Z and Q are the two highest scroing individual letters. Part of the reason for their high point value is that they are rare; there is only one of each in the game (There is also only one J (8 pts), X (8) and K (5). But they also have the high point total becaseu they sued to be difficult to unload. You could only put out a Q if you had a U as well (unless you read through the older versions of the dictionary and were familiar with words like QAID and QAT). The Z was difficult to use as well, although not as tough as the Q to unload. But now, with the addition of easy-to-place words, the letters are too easy to get rid of, and therefore, should be lowered to 8 points, just like the J and X.


Blogger Ger Tzadik said...

I have heard "Za" waaaay too many times. I think this may be an exclusively West Coast thing, since I never heard it once while growing up back east.

I have also noted that people who call it Za have absoutely no idea what a real slice of pizza should be. The whole New York vs. Chicago argument holds no water on the West Coast because they can't even get average done right.
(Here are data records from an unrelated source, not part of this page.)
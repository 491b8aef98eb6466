//! yields: informational market data for the deposit view
//!
//! Fetches the public pool list, filters for the lending market the vault
//! deploys into (Aave v3 on Avalanche), and aggregates a TVL-weighted APY.
//! Purely informational: a failure here never gates a transaction, and
//! these floats never touch amount math.

use serde::{Deserialize, Serialize};
use yieldcoin_core::{Error, Result, RpcError};

/// One pool row from the aggregation API (fields we use; the rest of the
/// row is ignored on decode)
#[derive(Debug, Clone, Serialize, Deserialize)]
pub struct PoolData {
    pub chain: String,
    pub project: String,
    pub symbol: String,
    #[serde(rename = "tvlUsd")]
    pub tvl_usd: f64,
    #[serde(default)]
    pub apy: f64,
    pub pool: String,
}

#[derive(Debug, Deserialize)]
struct PoolsResponse {
    data: Vec<PoolData>,
}

/// Aggregate view over the filtered pools
#[derive(Debug, Clone, Serialize)]
pub struct MarketSummary {
    pub total_tvl: f64,
    /// APY weighted by each pool's share of total TVL
    pub weighted_apy: f64,
    pub pool_count: usize,
    /// The USDC pool, when the market lists one
    pub usdc_pool: Option<PoolData>,
}

const PROJECT: &str = "aave-v3";
const CHAIN: &str = "Avalanche";

/// Filter and aggregate; empty after filtering is an error, not a zero
/// summary.
pub fn summarize(all_pools: Vec<PoolData>) -> Result<MarketSummary> {
    let pools: Vec<PoolData> = all_pools
        .into_iter()
        .filter(|p| p.project == PROJECT && p.chain == CHAIN)
        .collect();
    if pools.is_empty() {
        return Err(Error::Rpc(RpcError::ParseError(format!(
            "no {PROJECT} pools listed on {CHAIN}"
        ))));
    }

    let total_tvl: f64 = pools.iter().map(|p| p.tvl_usd).sum();
    let weighted_apy = if total_tvl > 0.0 {
        pools.iter().map(|p| p.apy * (p.tvl_usd / total_tvl)).sum()
    } else {
        0.0
    };
    let usdc_pool = pools.iter().find(|p| p.symbol == "USDC").cloned();

    Ok(MarketSummary {
        total_tvl,
        weighted_apy,
        pool_count: pools.len(),
        usdc_pool,
    })
}

pub struct YieldsClient {
    endpoint: String,
    http: reqwest::Client,
}

impl YieldsClient {
    pub fn new(endpoint: String) -> Self {
        Self {
            endpoint,
            http: reqwest::Client::new(),
        }
    }

    pub async fn market_summary(&self) -> Result<MarketSummary> {
        let response = self.http.get(&self.endpoint).send().await.map_err(|e| {
            Error::Rpc(RpcError::Unreachable {
                url: self.endpoint.clone(),
                message: e.to_string(),
            })
        })?;
        let parsed: PoolsResponse = response
            .json()
            .await
            .map_err(|e| Error::Rpc(RpcError::ParseError(e.to_string())))?;
        tracing::debug!(pools = parsed.data.len(), "fetched pool list");
        summarize(parsed.data)
    }
}

/// "1.23B" / "45.60M" / "789K" style TVL display
pub fn format_tvl(tvl: f64) -> String {
    if tvl >= 1e9 {
        format!("{:.2}B", tvl / 1e9)
    } else if tvl >= 1e6 {
        format!("{:.2}M", tvl / 1e6)
    } else if tvl >= 1e3 {
        format!("{:.0}K", tvl / 1e3)
    } else {
        format!("{tvl:.0}")
    }
}

pub fn format_apy(apy: f64) -> String {
    format!("{apy:.2}")
}

#[cfg(test)]
mod tests {
    use super::*;

    fn pool(chain: &str, project: &str, symbol: &str, tvl: f64, apy: f64) -> PoolData {
        PoolData {
            chain: chain.into(),
            project: project.into(),
            symbol: symbol.into(),
            tvl_usd: tvl,
            apy,
            pool: format!("{project}-{symbol}"),
        }
    }

    #[test]
    fn test_weighted_apy() {
        let summary = summarize(vec![
            pool("Avalanche", "aave-v3", "USDC", 300.0, 4.0),
            pool("Avalanche", "aave-v3", "WAVAX", 100.0, 8.0),
            // filtered out
            pool("Ethereum", "aave-v3", "USDC", 1e9, 99.0),
            pool("Avalanche", "compound-v3", "USDC", 1e9, 99.0),
        ])
        .unwrap();
        assert_eq!(summary.pool_count, 2);
        assert_eq!(summary.total_tvl, 400.0);
        // 4 * 0.75 + 8 * 0.25 = 5.0
        assert!((summary.weighted_apy - 5.0).abs() < 1e-9);
        assert_eq!(summary.usdc_pool.as_ref().map(|p| p.symbol.as_str()), Some("USDC"));
    }

    #[test]
    fn test_empty_market_is_an_error() {
        assert!(summarize(vec![pool("Ethereum", "aave-v3", "USDC", 1.0, 1.0)]).is_err());
    }

    #[test]
    fn test_tvl_formatting() {
        assert_eq!(format_tvl(1_230_000_000.0), "1.23B");
        assert_eq!(format_tvl(45_600_000.0), "45.60M");
        assert_eq!(format_tvl(789_000.0), "789K");
        assert_eq!(format_tvl(42.0), "42");
        assert_eq!(format_apy(3.456), "3.46");
    }
}
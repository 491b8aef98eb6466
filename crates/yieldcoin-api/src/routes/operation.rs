//! Current-operation status and error dismissal

use axum::{extract::State, http::StatusCode, Json};
use orchestrator::OperationStatus;

use crate::dto::{ApiError, ErrorResponse};
use crate::AppState;

/// GET /operation - Status of the most recent operation
pub async fn current(
    State(state): State<AppState>,
) -> Result<Json<OperationStatus>, ErrorResponse> {
    state.engine().status().await.map(Json).ok_or_else(|| {
        (
            StatusCode::NOT_FOUND,
            Json(ApiError::new("no_operation", "no operation has run yet")),
        )
    })
}

/// POST /operation/dismiss - Clear a displayed error, returning the
/// operation to the phase the error interrupted
pub async fn dismiss(State(state): State<AppState>) -> StatusCode {
    state.engine().dismiss_error().await;
    StatusCode::NO_CONTENT
}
February 08, 2006 3:23 PM  
Blogger Air Time said...

how would you use Za in a sentence? Lets get a slice of Za?

Why are people on the left ocast in such a hurry to get their pizza? All they are going to do is sit in traffic with their slice of Za.

February 08, 2006 3:32 PM  
Blogger Ger Tzadik said...

Yup, that's exactly the expression. "Let's get a slice of Za." or "Let's get a Za." The latter one gets me mad. There's already a shorthand, single sylable way to express this thought. We call it a PIE. Let's get a PIE.

My friend thinks this was actually born out of surfer culture in Hawaii (where Pizza is surprisingly popular) and spread to California. Surfers are not good with polysylabic words.

February 08, 2006 3:39 PM  
Blogger rockofgalilee said...

If I remember correctly, it was shower and towel off.
Used in a family ties episode.

February 09, 2006 12:58 AM  
Anonymous Anonymous said...

pie is not quite monosyllabic. ie is a diphthong.

za on the other hand...

February 09, 2006 4:00 AM  
Blogger Air Time said...

I was wondering if anyone was going to know where that line was from.

February 09, 2006 10:41 AM  
Blogger The Zwicker said...

My backyard neighbor has used the word "za" to refer to pizza for many years. Of course, we all know that he says plenty of ridiculous things.

February 09, 2006 11:03 AM  
Blogger Air Time said...

your backyard neighbor eats dairy?

Or is that Black Jack?

February 09, 2006 2:49 PM  
Blogger The Zwicker said...

My neighbor. Blackjack is a hot dog dog, although sometimes he gets so excited that he eats the buns before the meat gets to the table.